▶ [ABOUT THIS TASK]:
Look through the entries below. Report each line that has the word "Panics" in it.

▶ [SUPPLIED MATERIAL]:
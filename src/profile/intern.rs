use std::sync::Arc;

use ahash::RandomState;
use indexmap::IndexSet;

/// Interns operation names into small dense ids.
///
/// Ids are assigned in first-seen order starting at 0, which makes them
/// directly usable as overlap-matrix indices. Interned names are shared
/// `Arc<str>`s so instants, infos and aggregates all alias one
/// allocation per distinct name.
#[derive(Debug, Default)]
pub(crate) struct NameTable {
    names: IndexSet<Arc<str>, RandomState>,
}

impl NameTable {
    /// Interns `name`, returning its dense id and the shared string.
    pub(crate) fn intern(&mut self, name: &str) -> (u32, Arc<str>) {
        if let Some((id, shared)) = self.names.get_full(name) {
            return (id as u32, Arc::clone(shared));
        }
        let shared: Arc<str> = Arc::from(name);
        let (id, _) = self.names.insert_full(Arc::clone(&shared));
        (id as u32, shared)
    }

    /// Shared name string for a given id.
    ///
    /// # Panics
    ///
    /// Panics if `id` was never handed out by [`NameTable::intern`].
    pub(crate) fn name(&self, id: u32) -> &Arc<str> {
        self.names
            .get_index(id as usize)
            .expect("name id handed out by intern")
    }

    /// Number of distinct names interned.
    pub(crate) fn len(&self) -> usize {
        self.names.len()
    }
}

▶ [FINISHED TASK]:
    /// # Panics
    /// Panics if `id` was never handed out by [`NameTable::intern`].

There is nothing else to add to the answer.